Got a job interview on the horizon? Dump your qualifications, forget about brushing on GK, leave your confidence at home, save your etiquette for a party. Because these attributes will never get you the job. What you need to do is to work on your complexion. Buy that tube of fairness cream and lather it all over your face. This is your only hope for bagging the job. That, at least, is the message being beamed to thousands of young Indian women.
Imagine such a mindset being so assiduously cultivated at a time when women in this country are doing extremely well in terms of professional achievement. In an era of Kalpana Chawla and Naina Lal Kidwai, this harping on a fair complexion appears not just regressive but totally out of sync with the general reality.
The media, which influences youngsters considerably, ends up affecting their ability to think rationally.
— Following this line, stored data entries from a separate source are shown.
#[cfg(test)]
mod tests {
    use super::*;
    use std::collections::{BTreeMap, VecDeque};
    use std::sync::Mutex;
    use std::sync::atomic::{AtomicUsize, Ordering};

    use genpipe_discovery::StaticCatalog;
    use genpipe_shared::{RawSourceDescriptor, RouterConfig};

    use crate::pipeline::SilentProgress;
    use crate::stages::{ComponentKind, ComponentSpec, Origin};

    const PERMIAN: &str = "oil production in the Permian basin";

    fn catalog() -> StaticCatalog {
        let text = std::fs::read_to_string("../../../fixtures/sources/descriptors.fixture.json")
            .expect("read descriptor fixture");
        let raw: BTreeMap<String, RawSourceDescriptor> =
            serde_json::from_str(&text).expect("parse fixture");
        StaticCatalog::new(raw)
    }

    fn orchestrator() -> Orchestrator {
        let catalog = catalog();
        let available = catalog.sources();
        let catalog = Arc::new(catalog);
        let router = DomainRouter::new(&RouterConfig::default()).unwrap();
        Orchestrator::new(router, DiscoveryClient::new(catalog.clone(), catalog))
            .with_available_sources(available)
    }

    fn rrc_design() -> DesignSpec {
        DesignSpec {
            title: "Permian".into(),
            components: vec![ComponentSpec {
                name: "RrcTable".into(),
                kind: ComponentKind::Table,
                source_id: Some("rrc".into()),
                fields: vec![],
            }],
            origin: Origin::Primary,
        }
    }

    fn empty_design() -> DesignSpec {
        DesignSpec {
            title: "empty".into(),
            components: vec![],
            origin: Origin::Primary,
        }
    }

    /// Replays a script, then keeps failing.
    #[derive(Default)]
    struct ScriptedDesign {
        script: Mutex<VecDeque<Result<DesignSpec>>>,
        calls: AtomicUsize,
    }

    impl ScriptedDesign {
        fn new(script: Vec<Result<DesignSpec>>) -> Self {
            Self {
                script: Mutex::new(script.into()),
                calls: AtomicUsize::new(0),
            }
        }
    }

    #[async_trait]
    impl DesignStage for ScriptedDesign {
        async fn design(&self, _: &Requirements, _: &KnowledgeView) -> Result<DesignSpec> {
            self.calls.fetch_add(1, Ordering::SeqCst);
            self.script
                .lock()
                .unwrap()
                .pop_front()
                .unwrap_or_else(|| Err(GenPipeError::protocol("design", "model unavailable")))
        }
    }

    /// Builds real files for the design through the legacy templates.
    #[derive(Default)]
    struct TemplateBuild {
        calls: AtomicUsize,
        fail_first: usize,
    }

    #[async_trait]
    impl BuildStage for TemplateBuild {
        async fn build(&self, design: &DesignSpec, _: &KnowledgeView) -> Result<Artifact> {
            let n = self.calls.fetch_add(1, Ordering::SeqCst);
            if n < self.fail_first {
                return Err(GenPipeError::protocol("build", "model returned 500"));
            }
            let mut artifact = LegacyGenerator.build(design)?;
            artifact.origin = Origin::Primary;
            Ok(artifact)
        }
    }

    struct SlowDesign;

    #[async_trait]
    impl DesignStage for SlowDesign {
        async fn design(&self, _: &Requirements, _: &KnowledgeView) -> Result<DesignSpec> {
            tokio::time::sleep(Duration::from_secs(30)).await;
            Ok(rrc_design())
        }
    }

    /// Cancels the session from inside the stage, then hangs.
    struct CancellingDesign(CancellationToken);

    #[async_trait]
    impl DesignStage for CancellingDesign {
        async fn design(&self, _: &Requirements, _: &KnowledgeView) -> Result<DesignSpec> {
            self.0.cancel();
            std::future::pending().await
        }
    }

    /// Retries on errors, falls back on any unsatisfactory evaluation.
    struct FallbackOnEvaluation;

    impl DecisionPolicy for FallbackOnEvaluation {
        fn decide(
            &self,
            state: OrchestratorState,
            _: Option<&EvaluationResult>,
            _: Option<&EvaluationResult>,
            _: Option<&str>,
        ) -> ActionKind {
            match state {
                OrchestratorState::Error => ActionKind::RetryStage,
                _ => ActionKind::FallbackToLegacy,
            }
        }
    }

    #[derive(Default)]
    struct MemorySink {
        sessions: Mutex<Vec<DiscoverySession>>,
    }

    #[async_trait]
    impl SessionSink for MemorySink {
        async fn persist(&self, session: &DiscoverySession) -> Result<()> {
            self.sessions.lock().unwrap().push(session.clone());
            Ok(())
        }
    }

    fn count_state(result: &GenerationResult, state: OrchestratorState) -> usize {
        result.transitions.iter().filter(|t| t.to == state).count()
    }

    #[tokio::test]
    async fn primary_path_completes_without_legacy() {
        let design = Arc::new(ScriptedDesign::new(vec![Ok(rrc_design())]));
        let build = Arc::new(TemplateBuild::default());
        let orch = orchestrator()
            .with_design_stage(design.clone())
            .with_build_stage(build.clone());

        let result = orch.run(PERMIAN, &SilentProgress).await.unwrap();

        assert!(result.routed());
        assert_eq!(result.context.sources.keys().collect::<Vec<_>>(), vec!["rrc"]);
        assert_eq!(result.design, rrc_design());
        assert_eq!(result.artifact.origin, Origin::Primary);
        assert!(!result.used_legacy_design && !result.used_legacy_build);
        assert!(result.conflicts.is_empty());
        assert_eq!(
            result.transitions.last().map(|t| t.to),
            Some(OrchestratorState::Completed)
        );
        assert_eq!(design.calls.load(Ordering::SeqCst), 1);
        assert_eq!(build.calls.load(Ordering::SeqCst), 1);
        assert!(orch.knowledge().cache().is_empty());
        assert!(orch.tracker().active_session().is_none());
    }

    #[tokio::test]
    async fn always_failing_design_terminates_with_legacy_output() {
        let design = Arc::new(ScriptedDesign::default());
        let orch = orchestrator().with_design_stage(design.clone());

        let result = orch.run(PERMIAN, &SilentProgress).await.unwrap();

        assert_eq!(design.calls.load(Ordering::SeqCst), MAX_DESIGN_ITERATIONS as usize);
        assert!(result.used_legacy_design);
        assert_eq!(result.design.origin, Origin::Legacy);
        assert!(!result.design.components.is_empty());
        assert_eq!(result.issues_of(IssueKind::ProtocolError).count(), 3);
        assert_eq!(count_state(&result, OrchestratorState::Error), 3);
        assert!(!result.artifact.files.is_empty());
    }

    #[tokio::test]
    async fn throw_then_unsatisfactory_then_fallback_yields_legacy_design() {
        let design = Arc::new(ScriptedDesign::new(vec![
            Err(GenPipeError::protocol("design", "boom")),
            Ok(empty_design()),
        ]));
        let orch = orchestrator()
            .with_design_stage(design.clone())
            .with_policy(Arc::new(FallbackOnEvaluation));

        let result = orch.run(PERMIAN, &SilentProgress).await.unwrap();

        let expected = LegacyGenerator
            .design(&Requirements::parse(PERMIAN), &result.context)
            .unwrap();
        assert_eq!(result.design, expected);
        assert_eq!(design.calls.load(Ordering::SeqCst), 2);
        assert_eq!(result.issues_of(IssueKind::EvaluationFailure).count(), 1);
    }

    #[tokio::test]
    async fn unsatisfactory_design_is_retried_then_accepted() {
        let design = Arc::new(ScriptedDesign::new(vec![
            Ok(empty_design()),
            Ok(empty_design()),
            Ok(empty_design()),
        ]));
        let orch = orchestrator().with_design_stage(design.clone());

        let result = orch.run(PERMIAN, &SilentProgress).await.unwrap();

        assert_eq!(design.calls.load(Ordering::SeqCst), 3);
        assert_eq!(result.design, empty_design());
        assert!(!result.used_legacy_design);
        assert_eq!(result.issues_of(IssueKind::EvaluationFailure).count(), 3);
    }

    #[tokio::test]
    async fn failing_build_is_bounded_and_falls_back() {
        let design = Arc::new(ScriptedDesign::new(vec![Ok(rrc_design())]));
        let build = Arc::new(TemplateBuild {
            fail_first: usize::MAX,
            ..Default::default()
        });
        let orch = orchestrator()
            .with_design_stage(design)
            .with_build_stage(build.clone());

        let result = orch.run(PERMIAN, &SilentProgress).await.unwrap();

        assert_eq!(build.calls.load(Ordering::SeqCst), MAX_BUILD_ATTEMPTS as usize);
        assert!(result.used_legacy_build);
        assert_eq!(result.artifact.origin, Origin::Legacy);
        assert!(result.artifact.has_file_for("RrcTable"));
        assert_eq!(
            result.transitions.last().map(|t| (t.from, t.to)),
            Some((OrchestratorState::GeneratingCode, OrchestratorState::Completed))
        );
    }

    #[tokio::test]
    async fn free_form_component_names_still_get_a_legacy_artifact() {
        let spaced = DesignSpec {
            title: "Permian".into(),
            components: vec![ComponentSpec {
                name: "Production Chart".into(),
                kind: ComponentKind::Chart,
                source_id: Some("rrc".into()),
                fields: vec![],
            }],
            origin: Origin::Primary,
        };
        let design = Arc::new(ScriptedDesign::new(vec![Ok(spaced.clone())]));
        let build = Arc::new(TemplateBuild {
            fail_first: usize::MAX,
            ..Default::default()
        });
        let orch = orchestrator()
            .with_design_stage(design)
            .with_build_stage(build.clone());

        let result = orch.run(PERMIAN, &SilentProgress).await.unwrap();

        assert_eq!(result.design, spaced);
        assert_eq!(build.calls.load(Ordering::SeqCst), MAX_BUILD_ATTEMPTS as usize);
        assert!(result.used_legacy_build);
        assert!(result.artifact.files.contains_key("components/ProductionChart.tsx"));
        assert!(result.artifact.has_file_for("Production Chart"));
        assert!(result.conflicts.is_empty());
        assert_eq!(result.issues_of(IssueKind::EvaluationFailure).count(), 0);
    }

    #[tokio::test]
    async fn build_recovers_on_second_attempt() {
        let design = Arc::new(ScriptedDesign::new(vec![Ok(rrc_design())]));
        let build = Arc::new(TemplateBuild {
            fail_first: 1,
            ..Default::default()
        });
        let orch = orchestrator()
            .with_design_stage(design)
            .with_build_stage(build.clone());

        let result = orch.run(PERMIAN, &SilentProgress).await.unwrap();

        assert_eq!(build.calls.load(Ordering::SeqCst), 2);
        assert!(!result.used_legacy_build);
        assert_eq!(result.issues_of(IssueKind::ProtocolError).count(), 1);
    }

    #[tokio::test]
    async fn stage_timeouts_are_stage_failures() {
        let orch = orchestrator()
            .with_design_stage(Arc::new(SlowDesign))
            .with_timeouts(Timeouts {
                design: Duration::from_millis(20),
                ..Timeouts::default()
            });

        let result = orch.run(PERMIAN, &SilentProgress).await.unwrap();

        assert_eq!(result.issues_of(IssueKind::Timeout).count(), 3);
        assert!(result.used_legacy_design);
    }

    #[tokio::test]
    async fn cancellation_still_seals_and_persists_the_session() {
        let token = CancellationToken::new();
        let sink = Arc::new(MemorySink::default());
        let orch = orchestrator()
            .with_design_stage(Arc::new(CancellingDesign(token.clone())))
            .with_cancellation(token)
            .with_sink(sink.clone());

        let err = orch.run(PERMIAN, &SilentProgress).await.unwrap_err();

        assert!(matches!(err, GenPipeError::Cancelled));
        let sessions = sink.sessions.lock().unwrap();
        assert_eq!(sessions.len(), 1);
        assert!(sessions[0].total_attempts() > 0);
        assert!(orch.knowledge().cache().is_empty());
        assert!(orch.tracker().active_session().is_none());
    }

    #[tokio::test]
    async fn cancelled_before_start_runs_nothing() {
        let token = CancellationToken::new();
        token.cancel();
        let design = Arc::new(ScriptedDesign::new(vec![Ok(rrc_design())]));
        let orch = orchestrator()
            .with_design_stage(design.clone())
            .with_cancellation(token);

        assert!(matches!(
            orch.run(PERMIAN, &SilentProgress).await,
            Err(GenPipeError::Cancelled)
        ));
        assert_eq!(design.calls.load(Ordering::SeqCst), 0);
    }

    #[tokio::test]
    async fn unrouted_intent_uses_semantic_discovery() {
        let orch = orchestrator();
        let result = orch
            .run("FracFocus chemical disclosures table", &SilentProgress)
            .await
            .unwrap();

        assert!(!result.routed());
        assert!(result.context.sources.contains_key("fracfocus"));
        assert!(result.used_legacy_design && result.used_legacy_build);
    }

    #[tokio::test]
    async fn empty_discovery_is_reported_as_gap() {
        let orch = orchestrator();
        let result = orch.run("zzz qqq", &SilentProgress).await.unwrap();

        assert!(result.context.sources.is_empty());
        assert!(result.issues_of(IssueKind::DiscoveryGap).count() >= 1);
        assert_eq!(result.design.components[0].name, "Summary");
    }

    #[tokio::test]
    async fn sessions_are_persisted_to_storage() {
        let path = std::env::temp_dir().join(format!("genpipe_test_{}.db", uuid::Uuid::now_v7()));
        let storage = Arc::new(Storage::open(&path).await.unwrap());
        let orch = orchestrator().with_sink(storage.clone());

        let result = orch.run(PERMIAN, &SilentProgress).await.unwrap();

        assert_eq!(storage.session_count().await.unwrap(), 1);
        let stored = storage
            .get_session(result.discovery_session.id())
            .await
            .unwrap()
            .expect("session stored");
        assert_eq!(stored.total_attempts(), result.discovery_session.total_attempts());
        let _ = std::fs::remove_file(&path);
    }

    #[tokio::test]
    async fn build_root_receives_materialized_files() {
        let root = tempfile::tempdir().unwrap();
        let orch = orchestrator()
            .with_build_root(root.path().to_path_buf())
            .with_validator(Validator::new(ValidatorOptions {
                compiler_command: vec!["genpipe-no-such-compiler-xyz".into()],
                compiler_enabled: true,
                compiler_timeout: Duration::from_secs(5),
            }));

        let result = orch.run(PERMIAN, &SilentProgress).await.unwrap();

        let app = root
            .path()
            .join(result.session_id.to_string())
            .join("legacy")
            .join("App.tsx");
        assert!(app.exists());
    }

    #[tokio::test]
    async fn every_recorded_transition_is_legal() {
        let design = Arc::new(ScriptedDesign::new(vec![
            Err(GenPipeError::protocol("design", "boom")),
            Ok(rrc_design()),
        ]));
        let orch = orchestrator()
            .with_design_stage(design)
            .with_build_stage(Arc::new(TemplateBuild {
                fail_first: 1,
                ..Default::default()
            }));

        let result = orch.run(PERMIAN, &SilentProgress).await.unwrap();

        assert_eq!(result.transitions[0].from, OrchestratorState::Idle);
        for t in &result.transitions {
            assert!(state::is_legal_transition(t.from, t.to), "{} -> {}", t.from, t.to);
        }
    }
}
It is in fact 8216;TV mindsets8217; that predominate. So when ad professionals take the easy way out and link assurance of employment with fairer skin tones, they perpetrate a great deal of damage by misleading people and contributing to social prejudice.
Youngsters should respond to this outrage by letting their distaste for ads like these be known. The myth that fairness creams guarantees a light complexion and that fair skins guarantee better jobs must be trashed, once and for all. Sure, the manufacturers of these products can continue selling their wares. But these products must be projected as feel good commodities and not as absolute necessities.
As for ad professionals, they must be more sensitive to human emotions. Clearly, many of our ad men and women are invested with enormous creative talent. They should learn to use some of that to convey messages that do not offend or distort. They must remember that young minds are impressionable minds and ensure that their messages are wholesome and rational.